WHAT THE EXERCISE ASKS » In your answer, copy every entry that follows exactly.

(Stored data)

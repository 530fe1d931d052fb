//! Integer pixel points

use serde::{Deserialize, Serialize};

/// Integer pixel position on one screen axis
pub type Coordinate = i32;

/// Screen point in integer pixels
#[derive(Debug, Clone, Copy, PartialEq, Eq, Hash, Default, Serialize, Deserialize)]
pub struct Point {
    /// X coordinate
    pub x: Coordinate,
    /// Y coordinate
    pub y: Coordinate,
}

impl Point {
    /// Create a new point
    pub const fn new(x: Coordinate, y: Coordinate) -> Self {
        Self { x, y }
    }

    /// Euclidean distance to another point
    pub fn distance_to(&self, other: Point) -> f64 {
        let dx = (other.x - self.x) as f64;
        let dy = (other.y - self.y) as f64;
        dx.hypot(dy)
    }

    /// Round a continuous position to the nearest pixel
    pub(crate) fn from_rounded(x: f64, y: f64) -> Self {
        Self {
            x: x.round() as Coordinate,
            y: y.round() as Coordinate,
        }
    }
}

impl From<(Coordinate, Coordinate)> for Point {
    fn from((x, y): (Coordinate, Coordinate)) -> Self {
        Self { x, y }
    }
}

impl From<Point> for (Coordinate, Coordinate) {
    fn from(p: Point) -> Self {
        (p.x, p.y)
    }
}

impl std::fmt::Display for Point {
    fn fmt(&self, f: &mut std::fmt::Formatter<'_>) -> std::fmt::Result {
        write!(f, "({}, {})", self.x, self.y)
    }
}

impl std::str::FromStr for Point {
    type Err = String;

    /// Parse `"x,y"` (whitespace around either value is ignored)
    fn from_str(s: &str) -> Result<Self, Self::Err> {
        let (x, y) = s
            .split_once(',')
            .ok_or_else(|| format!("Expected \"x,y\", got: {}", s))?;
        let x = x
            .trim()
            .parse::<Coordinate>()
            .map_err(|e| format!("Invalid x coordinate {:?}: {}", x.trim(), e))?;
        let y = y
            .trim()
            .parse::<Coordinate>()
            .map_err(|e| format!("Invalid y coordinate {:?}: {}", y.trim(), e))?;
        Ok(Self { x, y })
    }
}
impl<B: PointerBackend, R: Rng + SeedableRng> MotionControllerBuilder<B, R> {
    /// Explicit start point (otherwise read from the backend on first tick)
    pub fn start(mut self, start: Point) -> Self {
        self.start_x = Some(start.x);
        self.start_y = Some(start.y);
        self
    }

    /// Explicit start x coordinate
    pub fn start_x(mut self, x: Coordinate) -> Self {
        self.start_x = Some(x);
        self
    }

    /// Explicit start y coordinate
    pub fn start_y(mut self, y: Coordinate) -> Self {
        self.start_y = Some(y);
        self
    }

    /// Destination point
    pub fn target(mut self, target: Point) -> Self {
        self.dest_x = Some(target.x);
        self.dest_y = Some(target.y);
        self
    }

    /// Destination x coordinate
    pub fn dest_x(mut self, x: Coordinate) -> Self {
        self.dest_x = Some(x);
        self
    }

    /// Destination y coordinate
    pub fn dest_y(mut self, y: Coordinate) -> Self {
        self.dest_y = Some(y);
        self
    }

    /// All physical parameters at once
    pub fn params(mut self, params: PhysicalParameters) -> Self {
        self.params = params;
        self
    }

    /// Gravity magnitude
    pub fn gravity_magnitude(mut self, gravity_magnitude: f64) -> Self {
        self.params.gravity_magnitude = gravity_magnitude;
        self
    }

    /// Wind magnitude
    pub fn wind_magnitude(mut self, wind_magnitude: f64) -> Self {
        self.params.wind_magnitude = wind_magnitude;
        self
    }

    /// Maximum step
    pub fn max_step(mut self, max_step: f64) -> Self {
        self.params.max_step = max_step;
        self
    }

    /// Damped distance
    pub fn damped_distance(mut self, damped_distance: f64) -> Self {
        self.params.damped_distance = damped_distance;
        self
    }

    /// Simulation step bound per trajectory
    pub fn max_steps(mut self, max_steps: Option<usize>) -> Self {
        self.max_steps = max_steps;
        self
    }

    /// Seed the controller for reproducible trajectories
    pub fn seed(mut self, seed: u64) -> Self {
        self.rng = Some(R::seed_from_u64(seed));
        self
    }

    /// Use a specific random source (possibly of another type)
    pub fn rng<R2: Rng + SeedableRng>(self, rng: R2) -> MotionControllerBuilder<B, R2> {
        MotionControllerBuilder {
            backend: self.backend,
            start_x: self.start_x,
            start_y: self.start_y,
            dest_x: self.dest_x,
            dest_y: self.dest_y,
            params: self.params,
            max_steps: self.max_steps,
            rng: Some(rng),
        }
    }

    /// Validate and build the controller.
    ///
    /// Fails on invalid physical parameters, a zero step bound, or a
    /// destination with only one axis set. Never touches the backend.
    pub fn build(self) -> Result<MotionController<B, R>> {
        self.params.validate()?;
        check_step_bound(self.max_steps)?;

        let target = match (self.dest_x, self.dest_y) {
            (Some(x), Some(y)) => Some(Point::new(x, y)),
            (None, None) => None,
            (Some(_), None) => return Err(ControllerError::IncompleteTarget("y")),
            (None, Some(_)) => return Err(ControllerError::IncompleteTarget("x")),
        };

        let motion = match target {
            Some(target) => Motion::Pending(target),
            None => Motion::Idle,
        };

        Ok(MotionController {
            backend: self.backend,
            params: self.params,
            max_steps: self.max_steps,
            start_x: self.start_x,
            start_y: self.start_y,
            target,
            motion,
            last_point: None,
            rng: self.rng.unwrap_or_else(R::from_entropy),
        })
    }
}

ANSWER BOX »
repository 530fe1d931d052fb
//! Integer pixel points

use serde::{Deserialize, Serialize};

/// Integer pixel position on one screen axis
pub type Coordinate = i32;

/// Screen point in integer pixels
#[derive(Debug, Clone, Copy, PartialEq, Eq, Hash, Default, Serialize, Deserialize)]
pub struct Point {
    /// X coordinate
    pub x: Coordinate,
    /// Y coordinate
    pub y: Coordinate,
}

impl Point {
    /// Create a new point
    pub const fn new(x: Coordinate, y: Coordinate) -> Self {
        Self { x, y }
    }

    /// Euclidean distance to another point
    pub fn distance_to(&self, other: Point) -> f64 {
        let dx = (other.x - self.x) as f64;
        let dy = (other.y - self.y) as f64;
        dx.hypot(dy)
    }

    /// Round a continuous position to the nearest pixel
    pub(crate) fn from_rounded(x: f64, y: f64) -> Self {
        Self {
            x: x.round() as Coordinate,
            y: y.round() as Coordinate,
        }
    }
}

impl From<(Coordinate, Coordinate)> for Point {
    fn from((x, y): (Coordinate, Coordinate)) -> Self {
        Self { x, y }
    }
}

impl From<Point> for (Coordinate, Coordinate) {
    fn from(p: Point) -> Self {
        (p.x, p.y)
    }
}

impl std::fmt::Display for Point {
    fn fmt(&self, f: &mut std::fmt::Formatter<'_>) -> std::fmt::Result {
        write!(f, "({}, {})", self.x, self.y)
    }
}

impl std::str::FromStr for Point {
    type Err = String;

    /// Parse `"x,y"` (whitespace around either value is ignored)
    fn from_str(s: &str) -> Result<Self, Self::Err> {
        let (x, y) = s
            .split_once(',')
            .ok_or_else(|| format!("Expected \"x,y\", got: {}", s))?;
        let x = x
            .trim()
            .parse::<Coordinate>()
            .map_err(|e| format!("Invalid x coordinate {:?}: {}", x.trim(), e))?;
        let y = y
            .trim()
            .parse::<Coordinate>()
            .map_err(|e| format!("Invalid y coordinate {:?}: {}", y.trim(), e))?;
        Ok(Self { x, y })
    }
}
impl<B: PointerBackend, R: Rng + SeedableRng> MotionControllerBuilder<B, R> {
    /// Explicit start point (otherwise read from the backend on first tick)
    pub fn start(mut self, start: Point) -> Self {
        self.start_x = Some(start.x);
        self.start_y = Some(start.y);
        self
    }

    /// Explicit start x coordinate
    pub fn start_x(mut self, x: Coordinate) -> Self {
        self.start_x = Some(x);
        self
    }

    /// Explicit start y coordinate
    pub fn start_y(mut self, y: Coordinate) -> Self {
        self.start_y = Some(y);
        self
    }

    /// Destination point
    pub fn target(mut self, target: Point) -> Self {
        self.dest_x = Some(target.x);
        self.dest_y = Some(target.y);
        self
    }

    /// Destination x coordinate
    pub fn dest_x(mut self, x: Coordinate) -> Self {
        self.dest_x = Some(x);
        self
    }

    /// Destination y coordinate
    pub fn dest_y(mut self, y: Coordinate) -> Self {
        self.dest_y = Some(y);
        self
    }

    /// All physical parameters at once
    pub fn params(mut self, params: PhysicalParameters) -> Self {
        self.params = params;
        self
    }

    /// Gravity magnitude
    pub fn gravity_magnitude(mut self, gravity_magnitude: f64) -> Self {
        self.params.gravity_magnitude = gravity_magnitude;
        self
    }

    /// Wind magnitude
    pub fn wind_magnitude(mut self, wind_magnitude: f64) -> Self {
        self.params.wind_magnitude = wind_magnitude;
        self
    }

    /// Maximum step
    pub fn max_step(mut self, max_step: f64) -> Self {
        self.params.max_step = max_step;
        self
    }

    /// Damped distance
    pub fn damped_distance(mut self, damped_distance: f64) -> Self {
        self.params.damped_distance = damped_distance;
        self
    }

    /// Simulation step bound per trajectory
    pub fn max_steps(mut self, max_steps: Option<usize>) -> Self {
        self.max_steps = max_steps;
        self
    }

    /// Seed the controller for reproducible trajectories
    pub fn seed(mut self, seed: u64) -> Self {
        self.rng = Some(R::seed_from_u64(seed));
        self
    }

    /// Use a specific random source (possibly of another type)
    pub fn rng<R2: Rng + SeedableRng>(self, rng: R2) -> MotionControllerBuilder<B, R2> {
        MotionControllerBuilder {
            backend: self.backend,
            start_x: self.start_x,
            start_y: self.start_y,
            dest_x: self.dest_x,
            dest_y: self.dest_y,
            params: self.params,
            max_steps: self.max_steps,
            rng: Some(rng),
        }
    }

    /// Validate and build the controller.
    ///
    /// Fails on invalid physical parameters, a zero step bound, or a
    /// destination with only one axis set. Never touches the backend.
    pub fn build(self) -> Result<MotionController<B, R>> {
        self.params.validate()?;
        check_step_bound(self.max_steps)?;

        let target = match (self.dest_x, self.dest_y) {
            (Some(x), Some(y)) => Some(Point::new(x, y)),
            (None, None) => None,
            (Some(_), None) => return Err(ControllerError::IncompleteTarget("y")),
            (None, Some(_)) => return Err(ControllerError::IncompleteTarget("x")),
        };

        let motion = match target {
            Some(target) => Motion::Pending(target),
            None => Motion::Idle,
        };

        Ok(MotionController {
            backend: self.backend,
            params: self.params,
            max_steps: self.max_steps,
            start_x: self.start_x,
            start_y: self.start_y,
            target,
            motion,
            last_point: None,
            rng: self.rng.unwrap_or_else(R::from_entropy),
        })
    }
}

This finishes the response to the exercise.